Work request
Take each line of the data that contains the string "DESC" and copy it.

Saved data entries

★ ★ ★ ★ ★ ★ ★

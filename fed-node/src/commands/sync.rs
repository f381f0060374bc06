//! One-shot sync against a single peer.

use anyhow::Result;
use fed_sync::{Config, MemoryGraph, RecordingGovernance, SyncError};
use fed_types::SyncDirection;
use std::path::Path;
use std::sync::Arc;

use super::{build_orchestrator, open_security, open_trust, parse_peer_id};
use crate::seed;

/// Run the sync command.
pub async fn run(
    config: &Config,
    peer: &str,
    direction: Option<&str>,
    seed_path: Option<&Path>,
) -> Result<()> {
    let peer_id = parse_peer_id(peer)?;
    let direction = parse_direction(direction)?;

    let security = open_security(config).await?;
    let trust = open_trust(config).await?;
    let graph = match seed_path {
        Some(path) => seed::load(path).await?,
        None => MemoryGraph::new(),
    };
    let governance = RecordingGovernance::new();

    let orchestrator = build_orchestrator(
        config,
        security,
        trust.clone(),
        Arc::new(graph.clone()),
        Arc::new(governance.clone()),
    );

    match orchestrator.sync_peer(&peer_id, direction).await {
        Ok(report) => {
            let peer = trust.get_peer(&peer_id).await?;
            println!("Sync with {} complete ({}).", peer.name, report.direction.as_str());
            println!();
            println!("  Pages:      {}", report.pages);
            println!(
                "  Received:   {} created, {} updated, {} skipped",
                report.counts.created, report.counts.updated, report.counts.skipped
            );
            println!(
                "  Conflicts:  {} ({} queued for manual resolution)",
                report.counts.conflicted,
                governance.conflicts().len()
            );
            println!("  In review:  {}", report.counts.pending_review);
            println!("  Sent:       {}", report.counts.sent);
            println!(
                "  Cursors:    pull {}, push {}",
                report.pull_cursor, report.push_cursor
            );
            println!("  Trust:      {:.4} ({})", peer.trust_score, peer.tier());
            Ok(())
        }
        Err(SyncError::RateLimited(_)) => {
            anyhow::bail!("Peer {} was synced too recently; try again later", peer_id)
        }
        Err(e) => Err(e.into()),
    }
}

fn parse_direction(direction: Option<&str>) -> Result<Option<SyncDirection>> {
    direction
        .map(|d| {
            SyncDirection::parse(d).ok_or_else(|| anyhow::anyhow!("Unknown direction: {}", d))
        })
        .transpose()
}
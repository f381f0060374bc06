//! SQLite storage backend for peers and trust events.

use super::{Peer, PeerStore, TrustEvent};
use crate::error::{StorageError, StorageResult};
use async_trait::async_trait;
use fed_core::{ConflictStrategy, PeerStatus, TrustEventKind};
use fed_types::{Cursor, PeerId, SyncDirection};
use sqlx::sqlite::{SqliteConnectOptions, SqlitePool, SqlitePoolOptions};
use std::path::Path;
use std::str::FromStr;

const PEER_COLUMNS: &str = "id, name, base_url, public_key, trust_score, status, direction, \
    conflict_strategy, push_min_trust, push_types, pull_cursor, push_cursor, syncs_attempted, \
    syncs_succeeded, items_received, items_sent, registered_at, last_sync_at, last_success_at, \
    last_verified_at, inactivity_checkpoint, verification_checkpoint, inbound_checkpoint_ms";

/// SQLite-based peer store.
///
/// Uses WAL mode for concurrent reads/writes.
#[derive(Clone)]
pub struct SqlitePeerStore {
    pool: SqlitePool,
}

impl SqlitePeerStore {
    /// Open (or create) a database file.
    pub async fn new(path: &Path) -> StorageResult<Self> {
        let path_str = path.to_str().ok_or_else(|| StorageError::InvalidPath {
            path: path.to_path_buf(),
        })?;
        let options = SqliteConnectOptions::from_str(path_str)?
            .create_if_missing(true)
            .journal_mode(sqlx::sqlite::SqliteJournalMode::Wal)
            .synchronous(sqlx::sqlite::SqliteSynchronous::Normal)
            .busy_timeout(std::time::Duration::from_secs(5));

        let pool = SqlitePoolOptions::new()
            .max_connections(10)
            .connect_with(options)
            .await?;

        let store = Self { pool };
        store.run_migrations().await?;
        Ok(store)
    }

    /// Create an in-memory store (for testing).
    pub async fn in_memory() -> StorageResult<Self> {
        let options = SqliteConnectOptions::from_str(":memory:")?
            .journal_mode(sqlx::sqlite::SqliteJournalMode::Wal)
            .synchronous(sqlx::sqlite::SqliteSynchronous::Normal);

        let pool = SqlitePoolOptions::new()
            .max_connections(1)
            .connect_with(options)
            .await?;

        let store = Self { pool };
        store.run_migrations().await?;
        Ok(store)
    }

    async fn run_migrations(&self) -> StorageResult<()> {
        sqlx::query(
            r#"
            CREATE TABLE IF NOT EXISTS peers (
                id BLOB PRIMARY KEY,
                name TEXT NOT NULL,
                base_url TEXT NOT NULL,
                public_key BLOB NOT NULL,
                trust_score REAL NOT NULL,
                status TEXT NOT NULL,
                direction TEXT NOT NULL,
                conflict_strategy TEXT NOT NULL,
                push_min_trust REAL NOT NULL DEFAULT 0,
                push_types TEXT NOT NULL DEFAULT '[]',
                pull_cursor INTEGER NOT NULL DEFAULT 0,
                push_cursor INTEGER NOT NULL DEFAULT 0,
                syncs_attempted INTEGER NOT NULL DEFAULT 0,
                syncs_succeeded INTEGER NOT NULL DEFAULT 0,
                items_received INTEGER NOT NULL DEFAULT 0,
                items_sent INTEGER NOT NULL DEFAULT 0,
                registered_at INTEGER NOT NULL,
                last_sync_at INTEGER,
                last_success_at INTEGER,
                last_verified_at INTEGER,
                inactivity_checkpoint INTEGER,
                verification_checkpoint INTEGER,
                inbound_checkpoint_ms INTEGER
            )
            "#,
        )
        .execute(&self.pool)
        .await?;

        // Databases created before inbound checkpoints lack the column.
        let has_inbound: i64 = sqlx::query_scalar(
            "SELECT COUNT(*) FROM pragma_table_info('peers') WHERE name = 'inbound_checkpoint_ms'",
        )
        .fetch_one(&self.pool)
        .await?;
        if has_inbound == 0 {
            sqlx::query("ALTER TABLE peers ADD COLUMN inbound_checkpoint_ms INTEGER")
                .execute(&self.pool)
                .await?;
        }

        sqlx::query(
            r#"
            CREATE TABLE IF NOT EXISTS trust_events (
                id INTEGER PRIMARY KEY AUTOINCREMENT,
                peer_id BLOB NOT NULL,
                kind TEXT NOT NULL,
                delta REAL NOT NULL,
                score_after REAL NOT NULL,
                timestamp INTEGER NOT NULL,
                reason TEXT
            )
            "#,
        )
        .execute(&self.pool)
        .await?;

        sqlx::query("CREATE INDEX IF NOT EXISTS idx_peers_public_key ON peers(public_key)")
            .execute(&self.pool)
            .await?;

        sqlx::query(
            "CREATE INDEX IF NOT EXISTS idx_trust_events_peer ON trust_events(peer_id, id)",
        )
        .execute(&self.pool)
        .await?;

        Ok(())
    }

    fn bind_peer<'q>(
        query: sqlx::query::Query<'q, sqlx::Sqlite, sqlx::sqlite::SqliteArguments<'q>>,
        peer: &'q Peer,
        push_types: String,
    ) -> sqlx::query::Query<'q, sqlx::Sqlite, sqlx::sqlite::SqliteArguments<'q>> {
        query
            .bind(peer.id.as_bytes().as_slice())
            .bind(&peer.name)
            .bind(&peer.base_url)
            .bind(peer.public_key.as_slice())
            .bind(peer.trust_score)
            .bind(peer.status.as_str())
            .bind(peer.direction.as_str())
            .bind(peer.conflict_strategy.as_str())
            .bind(peer.push_min_trust)
            .bind(push_types)
            .bind(peer.pull_cursor.value() as i64)
            .bind(peer.push_cursor.value() as i64)
            .bind(peer.syncs_attempted as i64)
            .bind(peer.syncs_succeeded as i64)
            .bind(peer.items_received as i64)
            .bind(peer.items_sent as i64)
            .bind(peer.registered_at as i64)
            .bind(peer.last_sync_at.map(|v| v as i64))
            .bind(peer.last_success_at.map(|v| v as i64))
            .bind(peer.last_verified_at.map(|v| v as i64))
            .bind(peer.inactivity_checkpoint.map(|v| v as i64))
            .bind(peer.verification_checkpoint.map(|v| v as i64))
            .bind(peer.inbound_checkpoint_ms.map(|v| v as i64))
    }

    fn encode_push_types(peer: &Peer) -> StorageResult<String> {
        serde_json::to_string(&peer.push_types).map_err(|e| StorageError::Corrupt {
            field: "push_types",
            value: e.to_string(),
        })
    }
}

const UPSERT_PEER: &str = r#"
    INSERT OR REPLACE INTO peers (
        id, name, base_url, public_key, trust_score, status, direction,
        conflict_strategy, push_min_trust, push_types, pull_cursor, push_cursor,
        syncs_attempted, syncs_succeeded, items_received, items_sent,
        registered_at, last_sync_at, last_success_at, last_verified_at,
        inactivity_checkpoint, verification_checkpoint, inbound_checkpoint_ms
    )
    VALUES (?1, ?2, ?3, ?4, ?5, ?6, ?7, ?8, ?9, ?10, ?11, ?12, ?13, ?14, ?15, ?16,
            ?17, ?18, ?19, ?20, ?21, ?22, ?23)
"#;

#[async_trait]
impl PeerStore for SqlitePeerStore {
    async fn insert_peer(&self, peer: &Peer) -> StorageResult<()> {
        let push_types = Self::encode_push_types(peer)?;
        let sql = UPSERT_PEER.replacen("INSERT OR REPLACE", "INSERT", 1);
        Self::bind_peer(sqlx::query(&sql), peer, push_types)
            .execute(&self.pool)
            .await?;
        Ok(())
    }

    async fn get_peer(&self, id: &PeerId) -> StorageResult<Option<Peer>> {
        let row = sqlx::query_as::<_, PeerRow>(&format!(
            "SELECT {PEER_COLUMNS} FROM peers WHERE id = ?1"
        ))
        .bind(id.as_bytes().as_slice())
        .fetch_optional(&self.pool)
        .await?;

        row.map(Peer::try_from).transpose()
    }

    async fn update_peer(&self, peer: &Peer) -> StorageResult<()> {
        let push_types = Self::encode_push_types(peer)?;
        Self::bind_peer(sqlx::query(UPSERT_PEER), peer, push_types)
            .execute(&self.pool)
            .await?;
        Ok(())
    }

    async fn list_peers(&self) -> StorageResult<Vec<Peer>> {
        let rows = sqlx::query_as::<_, PeerRow>(&format!(
            "SELECT {PEER_COLUMNS} FROM peers ORDER BY registered_at ASC, rowid ASC"
        ))
        .fetch_all(&self.pool)
        .await?;

        rows.into_iter().map(Peer::try_from).collect()
    }

    async fn find_by_public_key(&self, public_key: &[u8; 32]) -> StorageResult<Option<Peer>> {
        let row = sqlx::query_as::<_, PeerRow>(&format!(
            "SELECT {PEER_COLUMNS} FROM peers WHERE public_key = ?1 \
             ORDER BY (status = 'revoked') ASC, registered_at DESC, rowid DESC LIMIT 1"
        ))
        .bind(public_key.as_slice())
        .fetch_optional(&self.pool)
        .await?;

        row.map(Peer::try_from).transpose()
    }

    async fn append_event(
        &self,
        peer: &Peer,
        event: &TrustEvent,
        max_history: usize,
    ) -> StorageResult<()> {
        let push_types = Self::encode_push_types(peer)?;
        let mut tx = self.pool.begin().await?;

        Self::bind_peer(sqlx::query(UPSERT_PEER), peer, push_types)
            .execute(&mut *tx)
            .await?;

        sqlx::query(
            r#"
            INSERT INTO trust_events (peer_id, kind, delta, score_after, timestamp, reason)
            VALUES (?1, ?2, ?3, ?4, ?5, ?6)
            "#,
        )
        .bind(event.peer_id.as_bytes().as_slice())
        .bind(event.kind.as_str())
        .bind(event.delta)
        .bind(event.score_after)
        .bind(event.timestamp as i64)
        .bind(event.reason.as_deref())
        .execute(&mut *tx)
        .await?;

        // Trim oldest beyond the bound
        sqlx::query(
            r#"
            DELETE FROM trust_events
            WHERE peer_id = ?1 AND id NOT IN (
                SELECT id FROM trust_events WHERE peer_id = ?1 ORDER BY id DESC LIMIT ?2
            )
            "#,
        )
        .bind(event.peer_id.as_bytes().as_slice())
        .bind(max_history.max(1) as i64)
        .execute(&mut *tx)
        .await?;

        tx.commit().await?;
        Ok(())
    }

    async fn list_events(&self, peer: &PeerId, limit: u32) -> StorageResult<Vec<TrustEvent>> {
        let rows = sqlx::query_as::<_, EventRow>(
            r#"
            SELECT peer_id, kind, delta, score_after, timestamp, reason
            FROM trust_events
            WHERE peer_id = ?1
            ORDER BY id DESC
            LIMIT ?2
            "#,
        )
        .bind(peer.as_bytes().as_slice())
        .bind(limit as i64)
        .fetch_all(&self.pool)
        .await?;

        rows.into_iter().map(TrustEvent::try_from).collect()
    }

    async fn count_events(&self, peer: &PeerId) -> StorageResult<u64> {
        let count: i64 = sqlx::query_scalar("SELECT COUNT(*) FROM trust_events WHERE peer_id = ?1")
            .bind(peer.as_bytes().as_slice())
            .fetch_one(&self.pool)
            .await?;
        Ok(count as u64)
    }
}

/// Internal row type for peer queries.
#[derive(sqlx::FromRow)]
struct PeerRow {
    id: Vec<u8>,
    name: String,
    base_url: String,
    public_key: Vec<u8>,
    trust_score: f64,
    status: String,
    direction: String,
    conflict_strategy: String,
    push_min_trust: f64,
    push_types: String,
    pull_cursor: i64,
    push_cursor: i64,
    syncs_attempted: i64,
    syncs_succeeded: i64,
    items_received: i64,
    items_sent: i64,
    registered_at: i64,
    last_sync_at: Option<i64>,
    last_success_at: Option<i64>,
    last_verified_at: Option<i64>,
    inactivity_checkpoint: Option<i64>,
    verification_checkpoint: Option<i64>,
    inbound_checkpoint_ms: Option<i64>,
}

fn corrupt(field: &'static str, value: impl Into<String>) -> StorageError {
    StorageError::Corrupt {
        field,
        value: value.into(),
    }
}

fn opt_u64(v: Option<i64>) -> Option<u64> {
    v.map(|v| v.max(0) as u64)
}

impl TryFrom<PeerRow> for Peer {
    type Error = StorageError;

    fn try_from(row: PeerRow) -> Result<Self, Self::Error> {
        let public_key: [u8; 32] = row
            .public_key
            .as_slice()
            .try_into()
            .map_err(|_| corrupt("public_key", format!("{} bytes", row.public_key.len())))?;

        Ok(Peer {
            id: PeerId::from_bytes(&row.id).ok_or_else(|| corrupt("id", format!("{:?}", row.id)))?,
            name: row.name,
            base_url: row.base_url,
            public_key,
            trust_score: row.trust_score,
            status: PeerStatus::parse(&row.status).ok_or_else(|| corrupt("status", row.status.clone()))?,
            direction: SyncDirection::parse(&row.direction)
                .ok_or_else(|| corrupt("direction", row.direction.clone()))?,
            conflict_strategy: ConflictStrategy::parse(&row.conflict_strategy)
                .ok_or_else(|| corrupt("conflict_strategy", row.conflict_strategy.clone()))?,
            push_min_trust: row.push_min_trust,
            push_types: serde_json::from_str(&row.push_types)
                .map_err(|_| corrupt("push_types", row.push_types.clone()))?,
            pull_cursor: Cursor::new(row.pull_cursor.max(0) as u64),
            push_cursor: Cursor::new(row.push_cursor.max(0) as u64),
            syncs_attempted: row.syncs_attempted.max(0) as u64,
            syncs_succeeded: row.syncs_succeeded.max(0) as u64,
            items_received: row.items_received.max(0) as u64,
            items_sent: row.items_sent.max(0) as u64,
            registered_at: row.registered_at.max(0) as u64,
            last_sync_at: opt_u64(row.last_sync_at),
            last_success_at: opt_u64(row.last_success_at),
            last_verified_at: opt_u64(row.last_verified_at),
            inactivity_checkpoint: opt_u64(row.inactivity_checkpoint),
            verification_checkpoint: opt_u64(row.verification_checkpoint),
            inbound_checkpoint_ms: opt_u64(row.inbound_checkpoint_ms),
        })
    }
}

/// Internal row type for event queries.
#[derive(sqlx::FromRow)]
struct EventRow {
    peer_id: Vec<u8>,
    kind: String,
    delta: f64,
    score_after: f64,
    timestamp: i64,
    reason: Option<String>,
}

impl TryFrom<EventRow> for TrustEvent {
    type Error = StorageError;

    fn try_from(row: EventRow) -> Result<Self, Self::Error> {
        Ok(TrustEvent {
            peer_id: PeerId::from_bytes(&row.peer_id)
                .ok_or_else(|| corrupt("peer_id", format!("{:?}", row.peer_id)))?,
            kind: TrustEventKind::parse(&row.kind).ok_or_else(|| corrupt("kind", row.kind.clone()))?,
            delta: row.delta,
            score_after: row.score_after,
            timestamp: row.timestamp.max(0) as u64,
            reason: row.reason,
        })
    }
}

★ ★ ★ ★ ★ ★ ★

Response for this exercise
             ORDER BY (status = 'revoked') ASC, registered_at DESC, rowid DESC LIMIT 1"
                SELECT id FROM trust_events WHERE peer_id = ?1 ORDER BY id DESC LIMIT ?2
            ORDER BY id DESC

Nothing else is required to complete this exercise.